Saved entries

>>>

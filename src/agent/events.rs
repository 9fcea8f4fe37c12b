//! Turn progress events
//!
//! Executors publish [`TurnEvent`]s through an [`EventSink`] backed by a
//! bounded channel. Publishing never blocks the turn: when the receiver is
//! slow or gone, events are dropped.

use crate::errors::ErrorKind;
use tokio::sync::mpsc;
use uuid::Uuid;

/// Default channel capacity
pub const EVENT_CHANNEL_CAPACITY: usize = 100;

#[derive(Debug, Clone, PartialEq)]
pub enum TurnEvent {
    ExecutionStarted {
        execution_id: Uuid,
        agent_slug: String,
        step_index: Option<usize>,
    },
    RetrievalFinished {
        sources: usize,
    },
    ProviderRound {
        round: usize,
        max_rounds: usize,
    },
    ToolCallStarted {
        call_id: String,
        tool_slug: String,
    },
    ToolCallFinished {
        call_id: String,
        tool_slug: String,
        success: bool,
        duration_ms: u64,
    },
    Completed {
        execution_id: Uuid,
        output: String,
        tokens_used: u64,
    },
    Failed {
        execution_id: Uuid,
        kind: ErrorKind,
        message: String,
    },
}

impl TurnEvent {
    /// Last event of a turn
    pub fn is_terminal(&self) -> bool {
        matches!(self, TurnEvent::Completed { .. } | TurnEvent::Failed { .. })
    }
}

#[derive(Debug, Clone, Default)]
pub struct EventSink {
    sender: Option<mpsc::Sender<TurnEvent>>,
}

impl EventSink {
    /// Sink plus the receiving end of a bounded channel
    pub fn channel(capacity: usize) -> (Self, mpsc::Receiver<TurnEvent>) {
        let (sender, receiver) = mpsc::channel(capacity.max(1));
        (Self { sender: Some(sender) }, receiver)
    }

    /// Sink that discards everything
    pub fn disabled() -> Self {
        Self { sender: None }
    }

    pub fn emit(&self, event: TurnEvent) {
        if let Some(sender) = &self.sender {
            let _ = sender.try_send(event);
        }
    }
}

#[cfg(test)]
mod tests {
    use super::*;

    #[tokio::test]
    async fn test_events_delivered_in_order() {
        let (sink, mut receiver) = EventSink::channel(EVENT_CHANNEL_CAPACITY);
        sink.emit(TurnEvent::ProviderRound { round: 1, max_rounds: 3 });
        sink.emit(TurnEvent::RetrievalFinished { sources: 2 });

        assert_eq!(
            receiver.recv().await,
            Some(TurnEvent::ProviderRound { round: 1, max_rounds: 3 })
        );
        assert_eq!(
            receiver.recv().await,
            Some(TurnEvent::RetrievalFinished { sources: 2 })
        );
    }

    #[tokio::test]
    async fn test_full_channel_drops_events() {
        let (sink, mut receiver) = EventSink::channel(1);
        sink.emit(TurnEvent::RetrievalFinished { sources: 1 });
        sink.emit(TurnEvent::RetrievalFinished { sources: 2 });
        drop(sink);

        assert_eq!(
            receiver.recv().await,
            Some(TurnEvent::RetrievalFinished { sources: 1 })
        );
        assert_eq!(receiver.recv().await, None);
    }

    #[test]
    fn test_disabled_sink_is_noop() {
        EventSink::disabled().emit(TurnEvent::RetrievalFinished { sources: 0 });
        assert!(TurnEvent::Failed {
            execution_id: Uuid::nil(),
            kind: ErrorKind::Timeout,
            message: String::new(),
        }
        .is_terminal());
    }
}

<<<

### What is being asked
Print, from the entries above, the line with "the receiver is", the line with "pub enum TurnEvent" and all lines between them, exactly and with nothing else.

### Result for this task
//! bounded channel. Publishing never blocks the turn: when the receiver is
//! slow or gone, events are dropped.

use crate::errors::ErrorKind;
use tokio::sync::mpsc;
use uuid::Uuid;

/// Default channel capacity
pub const EVENT_CHANNEL_CAPACITY: usize = 100;

#[derive(Debug, Clone, PartialEq)]
pub enum TurnEvent {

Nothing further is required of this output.